Farmers Union of Malawi (FUM) has accused government of ‘politicising’ this year’s maize procurement, saying the buying process has benefited few maize traders and farmers.
The accusation comes following the decision by the National Food Reserve Agency (NFRA) to stop buying the grain from traders, and instead refer them to State produce trader, Agricultural Development and Marketing Corporation (Admarc).
The suspension of maize purchases by NFRA prompted maize traders to petition the Parliamentary Committee on Agriculture, to take the matter to government.
The traders said NFRA directed them to sell their maize to Admarc, which is mandated to only buy produce from smallholder farmers.
In an interview on Thursday, FUM president Alfred Kapichira Banda said the suspension of maize purchase by NFRA is a clear indication that government has ‘politicised’ the maize purchases, arguing that smallholder farmers currently have no maize to sell to Admarc.

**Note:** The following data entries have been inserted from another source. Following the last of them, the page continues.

use std::sync::Arc;

use async_trait::async_trait;
use sea_orm::{ConnectionTrait, DatabaseTransaction};
use showmark::config::SecurityConfig;
use showmark::db::Store;
use showmark::domain::{EpisodeId, FlagKey, FlagSet, ShowId, UserId};
use showmark::models::episode::EpisodeInput;
use showmark::models::show::ShowInput;
use showmark::services::{FlagError, FlagStore, FlagWriter, SeasonFlagMutator};

fn temp_db_url() -> String {
    let path = std::env::temp_dir().join(format!("showmark-test-{}.db", uuid::Uuid::new_v4()));
    format!("sqlite:{}", path.display())
}

fn key(n: u8) -> FlagKey {
    FlagKey::new(n).unwrap()
}

struct Fixture {
    store: Store,
    flags: Arc<FlagStore>,
    user_id: UserId,
    show_id: ShowId,
    season_one: Vec<EpisodeId>,
}

/// One show with five episodes in season 1 and two in season 2.
async fn setup() -> Fixture {
    let store = Store::new(&temp_db_url()).await.unwrap();
    let security = SecurityConfig {
        argon2_memory_cost_kib: 1024,
        argon2_time_cost: 1,
        argon2_parallelism: 1,
    };
    let user = store.create_user("alice", "password", &security).await.unwrap();

    let show_id = store
        .add_show(&ShowInput {
            tmdb_id: 1396,
            name: "Season Show".to_string(),
            nb_seasons: Some(2),
            ..Default::default()
        })
        .await
        .unwrap();

    let episodes: Vec<EpisodeInput> = [(1, 1), (1, 2), (1, 3), (1, 4), (1, 5), (2, 1), (2, 2)]
        .into_iter()
        .enumerate()
        .map(|(i, (season_nb, episode_nb))| EpisodeInput {
            tmdb_id: 100 + i32::try_from(i).unwrap(),
            season_nb,
            episode_nb,
            name: Some(format!("S{season_nb}E{episode_nb}")),
            ..Default::default()
        })
        .collect();
    store.upsert_episodes(show_id, &episodes).await.unwrap();

    let season_one = store.season_episode_ids(show_id, 1).await.unwrap();
    assert_eq!(season_one.len(), 5);

    let flags = Arc::new(FlagStore::new(store.conn.clone()));

    Fixture {
        store,
        flags,
        user_id: user.id,
        show_id,
        season_one,
    }
}

async fn snapshot(store: &Store, ids: &[EpisodeId], user_id: UserId) -> Vec<FlagSet> {
    let mut out = Vec::new();
    for id in ids {
        out.push(store.episode_flags(*id, user_id).await.unwrap());
    }
    out
}

/// Delegates to the real store but refuses one chosen episode.
struct FailingWriter {
    inner: Arc<FlagStore>,
    fail_on: EpisodeId,
}

#[async_trait]
impl FlagWriter for FailingWriter {
    async fn set_flag_in(
        &self,
        txn: &DatabaseTransaction,
        user_id: UserId,
        episode_id: EpisodeId,
        key: FlagKey,
        value: bool,
    ) -> Result<bool, FlagError> {
        if episode_id == self.fail_on {
            return Ok(false);
        }
        self.inner
            .set_flag_in(txn, user_id, episode_id, key, value)
            .await
    }
}

#[tokio::test]
async fn season_update_sets_every_episode() {
    let f = setup().await;
    let mutator = SeasonFlagMutator::new(f.store.clone(), f.flags.clone());

    let ok = mutator
        .set_season_flag(f.show_id, 1, key(1), true, f.user_id)
        .await
        .unwrap();
    assert!(ok);

    for flags in snapshot(&f.store, &f.season_one, f.user_id).await {
        assert_eq!(flags.get(key(1)), Some(true));
    }

    let season_two = f.store.season_episode_ids(f.show_id, 2).await.unwrap();
    for flags in snapshot(&f.store, &season_two, f.user_id).await {
        assert_eq!(flags.get(key(1)), None);
    }
}

#[tokio::test]
async fn failed_write_rolls_back_the_whole_season() {
    let f = setup().await;

    // Give two episodes existing state so the rollback has something to keep.
    assert!(f.flags.set_flag(f.user_id, f.season_one[0], key(2), false).await.unwrap());
    assert!(f.flags.set_flag(f.user_id, f.season_one[3], key(2), true).await.unwrap());
    let before = snapshot(&f.store, &f.season_one, f.user_id).await;

    let writer = Arc::new(FailingWriter {
        inner: f.flags.clone(),
        fail_on: f.season_one[2],
    });
    let mutator = SeasonFlagMutator::new(f.store.clone(), writer);

    let ok = mutator
        .set_season_flag(f.show_id, 1, key(2), true, f.user_id)
        .await
        .unwrap();
    assert!(!ok);

    let after = snapshot(&f.store, &f.season_one, f.user_id).await;
    assert_eq!(before, after);
}

#[tokio::test]
async fn ignored_insert_rolls_back_the_whole_season() {
    let f = setup().await;
    let before = snapshot(&f.store, &f.season_one, f.user_id).await;

    f.store
        .conn
        .execute_unprepared(&format!(
            "CREATE TRIGGER skip_third BEFORE INSERT ON user_episode_flags \
             WHEN NEW.episode_id = {} BEGIN SELECT RAISE(IGNORE); END;",
            f.season_one[2]
        ))
        .await
        .unwrap();

    let mutator = SeasonFlagMutator::new(f.store.clone(), f.flags.clone());
    let ok = mutator
        .set_season_flag(f.show_id, 1, key(1), true, f.user_id)
        .await
        .unwrap();
    assert!(!ok);

    let after = snapshot(&f.store, &f.season_one, f.user_id).await;
    assert_eq!(before, after);
}

#[tokio::test]
async fn storage_error_rolls_back_and_propagates() {
    let f = setup().await;
    let before = snapshot(&f.store, &f.season_one, f.user_id).await;

    f.store
        .conn
        .execute_unprepared(&format!(
            "CREATE TRIGGER abort_third BEFORE INSERT ON user_episode_flags \
             WHEN NEW.episode_id = {} BEGIN SELECT RAISE(ABORT, 'forced'); END;",
            f.season_one[2]
        ))
        .await
        .unwrap();

    let mutator = SeasonFlagMutator::new(f.store.clone(), f.flags.clone());
    let result = mutator
        .set_season_flag(f.show_id, 1, key(1), true, f.user_id)
        .await;
    assert!(matches!(result, Err(FlagError::Database(_))));

    let after = snapshot(&f.store, &f.season_one, f.user_id).await;
    assert_eq!(before, after);
}

#[tokio::test]
async fn empty_season_succeeds_without_writes() {
    let f = setup().await;
    let mutator = SeasonFlagMutator::new(f.store.clone(), f.flags.clone());

    let ok = mutator
        .set_season_flag(f.show_id, 9, key(1), true, f.user_id)
        .await
        .unwrap();
    assert!(ok);

    for flags in snapshot(&f.store, &f.season_one, f.user_id).await {
        assert_eq!(flags, FlagSet::default());
    }
}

“The problem is that government has politicised this whole [maize purchase] process and it is aware that most of the smallholder farmers have no maize to sell to Admarc because they already sold their maize to middlemen. And it is obvious that these maize traders will not be allowed to sell their maize to Admarc,” he said.
Efforts to get comment on the matter from government spokesperson Nicholas Dausi proved futile as his phone could not be reached.
In a separate interview, one of Lilongwe-based maize traders, Phillip Kambalire, echoed Kapichira Banda’s sentiments, saying the suspension has put them under panic.
He asked government to buy their maize, which he said is already in NFRA depots.
“It is unfortunate that government lifted the maize export ban weeks before they stopped buying maize from us. We have a lot of maize which we are failing to sell anywhere, within and outside the country. What we are asking is that they should finish buying our maize, which is already at NFRA depots, because we have to pay transporters as well,” he said.
Asked whether Admarc will consider buying maize from traders, Admarc spokesperson Agnes Ndovie said the corporation’s mandate is to buy maize from smallholder farmers and not traders.
She said Admarc will continue with its plans to buy maize from smallholder farmers.
Reacting to the development, Parliamentary Committee on Agriculture chairperson, Joseph Chidanti Malunga attributed the maize sales chaos to the late lifting of the maize export ban and high supply of maize on the market which could not accommodate funding government allocated to NFRA and Admarc.
He said after receiving the petition, the committee had talks with authorities from the ministry.
“Right now we are resolving the issue. We just have to understand, let everyone sell their maize to Admarc,” said Malunga.
He further said it is high time government started reserving funds for Admarc to buy maize on time.
Last week, Treasury released K7.5 billion to Admarc to buy 30 000 metric tonnes from smallholder farmers in 337 Admarc markets nationwide, at K170 per kilogramme.